Figure 7. β-SITO represses activation of NF-κB and necroptosis signaling pathways. (A) The protein expression levels of NLRP3, p-P65, P65, p-RIPK3, RIPK3, p-MLKL, MLKL and IL-1β were analyzed by immunoblotting in NMCMs. (B–F) Protein expression levels were quantified using ImageJ software (n = 3). GAPDH was used as a loading control. (G). The protein expression levels of NLRP3, p-P65, P65, p-RIPK3, RIPK3, p-MLKL, MLKL and IL-1β were analyzed by immunoblotting in mice. (H–L) Protein expression levels were quantified using ImageJ software (n = 6). GAPDH was used as a loading control. *P < 0.05, **P < 0.01, ***P < 0.001; ns means no significance.
4 Discussion
In the present study, we comprehensively investigated the cardioprotective effects and underlying mechanisms of β-SITO in MI using both in vivo and in vitro models. Our findings demonstrate that β-SITO significantly improves cardiac function, mitigates myocardial fibrosis, reduces cardiomyocyte injury under hypoxic conditions, and inhibits fibroblast activation. Mechanistically, transcriptome sequencing combined with molecular docking and protein validation assays revealed that β-SITO exerts its beneficial effects primarily through the regulation of inflammatory and necroptotic signaling pathways, particularly via modulation of NF-κB, NLRP3 inflammasome, and RIPK3/MLKL-mediated necroptosis (Figure 8).
MI is characterized by ischemic cardiomyocyte death, followed by an inflammatory response and fibrotic remodeling, ultimately leading to progressive cardiac dysfunction and heart failure (Li et al., 2025a). Despite the widespread use of reperfusion therapy and pharmacologic agents such as β-blockers and ACE inhibitors (Chen et al., 2025b), the long-term prognosis for patients with MI remains unsatisfactory, highlighting the need for novel therapeutic approaches targeting the underlying pathophysiology. β-SITO, a plant-derived phytosterol known for its anti-inflammatory and anti-oxidant properties, has emerged as a potential candidate with multifaceted bioactivities (Tang et al., 2024; Jiang et al., 2025). However, its role in cardiovascular disease, particularly in post-MI remodeling, has not been thoroughly elucidated.

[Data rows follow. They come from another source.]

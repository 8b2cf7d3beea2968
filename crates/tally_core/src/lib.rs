pub mod backend;
pub mod clock;
pub mod config;
pub mod context;
pub mod detector;
pub mod error;
pub mod evaluator;
pub mod materializer;
pub mod record;
pub mod registry;
pub mod schema;
pub mod value;

pub use backend::{
    ColumnInfo, ColumnSpec, Entity, EntitySource, MetricBackend, OperationKind, QueryScope,
    SchemaInspector, SchemaMutator, TracedOp, TracedParam,
};
pub use clock::{Clock, ManualClock, SystemClock};
pub use config::MetricsConfig;
pub use context::MetricsContext;
pub use detector::{collect_metrics, DetectedAggregate, Detection};
pub use error::{MetricsError, MetricsResult};
pub use evaluator::{destroy_record, evaluate, evaluate_all, Instance};
pub use materializer::{update_all, MaterializeOptions, MaterializeReport};
pub use record::{timestamp_column, MetricRecord, RESERVED_COLUMNS};
pub use registry::{
    ComputeFn, EntityType, Frequency, MetricAccessor, MetricDefinition, MetricOptions,
    MetricRegistry, StoreBinding,
};
pub use schema::{
    extra_columns, migrate, missing_columns, remigrate, required_columns, SchemaChanges,
};
pub use value::{ColumnType, MetricValue};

Our in vivo data provide compelling evidence that β-SITO administration significantly improves left ventricular function post-MI, as evidenced by increased LVEF, LVFS, and cardiac output, alongside reduced infarct size and HW/TL ratios. These functional improvements were accompanied by decreased myocardial expression of hypertrophy markers ANP and BNP, suggesting attenuation of pathological remodeling. Histological analyses further revealed reduced interstitial fibrosis and lower expression of fibrotic markers, including COL-1, COL-3, Galectin-3 and α-SMA, indicating that β-SITO mitigates myocardial fibrosis.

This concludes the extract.